5.1 Termination of Consulting Agreement. If the Optionee's status as a
--------------------------------------
Consultant is terminated at any time after the grant of the Option for any
reason, then any vested options shall terminate on the expiration date otherwise
provided in this Agreement. Any nonvested options shall terminate
immediately upon the effective date of termination of the Consulting Agreement;
provided, however, that nonvested options shall vest and terminate as otherwise
provided in this Agreement if Optionee's status as a Consultant is terminated
due to Optionee's death or disability.
6. TRANSFERABILITY.
The Optionee may transfer vested options in whole or in part, subject to
the consent of the Company, which shall not be unreasonably withheld, delayed or
conditioned; provided, however, that the Optionee shall, in the case of each
such transfer, provide the Company with an opinion of counsel reasonably
First Amended and Restated Stock Option Agreement,
Xxxxx Xxxxxx - Page 4
acceptable to the Company (both as to substance and the competence of counsel)
that such transfer may be accomplished in accordance with all applicable
securities laws. Any transferee shall execute a writing in form and substance
satisfactory to the Company and its counsel agreeing to be bound by the terms of
this Agreement.
7. RESTRICTIONS ON THE OPTIONS; RESTRICTIONS ON THE SHARES.
The Option, whether owned by the Optionee or his transferee, may not be
exercised at any time unless, in the opinion of counsel for the Company, the
issuance and sale of the Shares issued upon such exercise is exempt from
registration under the Securities Act of 1933, as amended, or any other
applicable federal or state securities law, rule or regulation, or the Shares
have been duly registered under such laws. Except as otherwise agreed in
writing, the Company shall not be required to register the Shares issuable upon
the exercise of the Option under any such laws. Unless the Shares have been
registered under all applicable laws, the Optionee (or his transferee, as the
case may be) shall represent, warrant and agree, as a condition to the exercise
of the Option, that the Shares are being purchased for investment only and
without a view to any sale or distribution of such Shares and that such Shares
shall not be transferred or disposed of in any manner without registration under
such laws, unless it is the opinion of counsel for the Company that such a
disposition is exempt from such registration. The Optionee (or his transferee,
as the case may be) acknowledges that an appropriate legend, in such form as the
Company shall determine, giving notice of the foregoing restrictions shall
appear conspicuously on all certificates evidencing the Shares issued upon the
exercise of the Option. The Company may, in its sole discretion, place a "Blue
Sky" legend on the certificates in accordance with U.S. state securities laws or
as required by applicable securities laws.

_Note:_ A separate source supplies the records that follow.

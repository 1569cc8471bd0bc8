use axum::{
    Json,
    http::StatusCode,
    response::{IntoResponse, Response},
};
use serde::Serialize;
use thiserror::Error;
use tracing::warn;

use crate::gateway::{Feature, GatewayError};
use crate::llm::LLMError;

#[derive(Error, Debug)]
pub enum ApiError {
    /// The request could not be read at all.
    #[error("{0}")]
    BadRequest(String),
    /// A feature failed while handling the request.
    #[error("{error}")]
    Feature {
        feature: Feature,
        #[source]
        error: GatewayError,
    },
}

impl ApiError {
    pub fn feature(feature: Feature, error: GatewayError) -> Self {
        ApiError::Feature { feature, error }
    }

    pub fn status(&self) -> StatusCode {
        match self {
            ApiError::BadRequest(_) => StatusCode::BAD_REQUEST,
            ApiError::Feature { error, .. } => match error {
                GatewayError::BadRequest(_) => StatusCode::BAD_REQUEST,
                GatewayError::Llm(llm) if is_overloaded(llm) => StatusCode::SERVICE_UNAVAILABLE,
                GatewayError::Llm(_) | GatewayError::Template(_) => {
                    StatusCode::INTERNAL_SERVER_ERROR
                }
            },
        }
    }
}

fn is_overloaded(error: &LLMError) -> bool {
    match error {
        LLMError::Overloaded { .. } => true,
        LLMError::DegradationFailed(inner) => is_overloaded(inner),
        _ => false,
    }
}

#[derive(Debug, Serialize)]
struct ErrorBody {
    error: bool,
    success: bool,
    message: String,
    details: String,
}

impl ApiError {
    fn body(&self) -> ErrorBody {
        let (message, details) = match self {
            ApiError::BadRequest(reason)
            | ApiError::Feature {
                error: GatewayError::BadRequest(reason),
                ..
            } => (reason.clone(), reason.clone()),
            // The photo route reports a fixed headline and puts the cause in `details`.
            ApiError::Feature {
                feature: Feature::PhotoTransform,
                error,
            } => (
                Feature::PhotoTransform.unavailable_details().to_string(),
                error.to_string(),
            ),
            ApiError::Feature { feature, error } => {
                (error.to_string(), feature.unavailable_details().to_string())
            }
        };
        ErrorBody {
            error: true,
            success: false,
            message,
            details,
        }
    }
}

impl IntoResponse for ApiError {
    fn into_response(self) -> Response {
        let status = self.status();
        if status.is_server_error() {
            warn!(status = status.as_u16(), error = %self, "Request failed");
        }
        (status, Json(self.body())).into_response()
    }
}

pub type ApiResult<T> = Result<T, ApiError>;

8. NO RIGHT TO CONTINUED STATUS AS CONSULTANT.
Nothing in this Agreement shall be interpreted or construed to confer upon
the Optionee any right with respect to continuance as a Consultant for the
Company or any Parent or Subsidiary, nor shall this Agreement interfere in any
way with the right of the Company or a Parent or Subsidiary to terminate the
Optionee's status as a Consultant at any time.
9. ADJUSTMENTS UPON CERTAIN EVENTS.
9.1. Adjustments Upon Changes in Capitalization. Subject to any required
---------------------------------------------
action by the shareholders of the Company, the event of a change in
capitalization, such as a stock split or other subdivision or consolidation of
Shares or the payment of any stock dividend consisting of Shares or any other
increase or decrease in the number of Shares effected without receipt of
consideration by the Company, the Company shall make appropriate and
proportionate adjustments to the number and class of Shares subject to the
Option and the purchase price for such Shares or other stock or securities;
provided, however, that conversion of the Option will not be deemed to have been
First Amended and Restated Stock Option Agreement,
Xxxxx Xxxxxx - Page 5
"effected without receipt of consideration". Any adjustments as a result
of a change in the Company's capitalization will be made by the Board of
Directors, whose determination in that respect is final, binding and conclusive.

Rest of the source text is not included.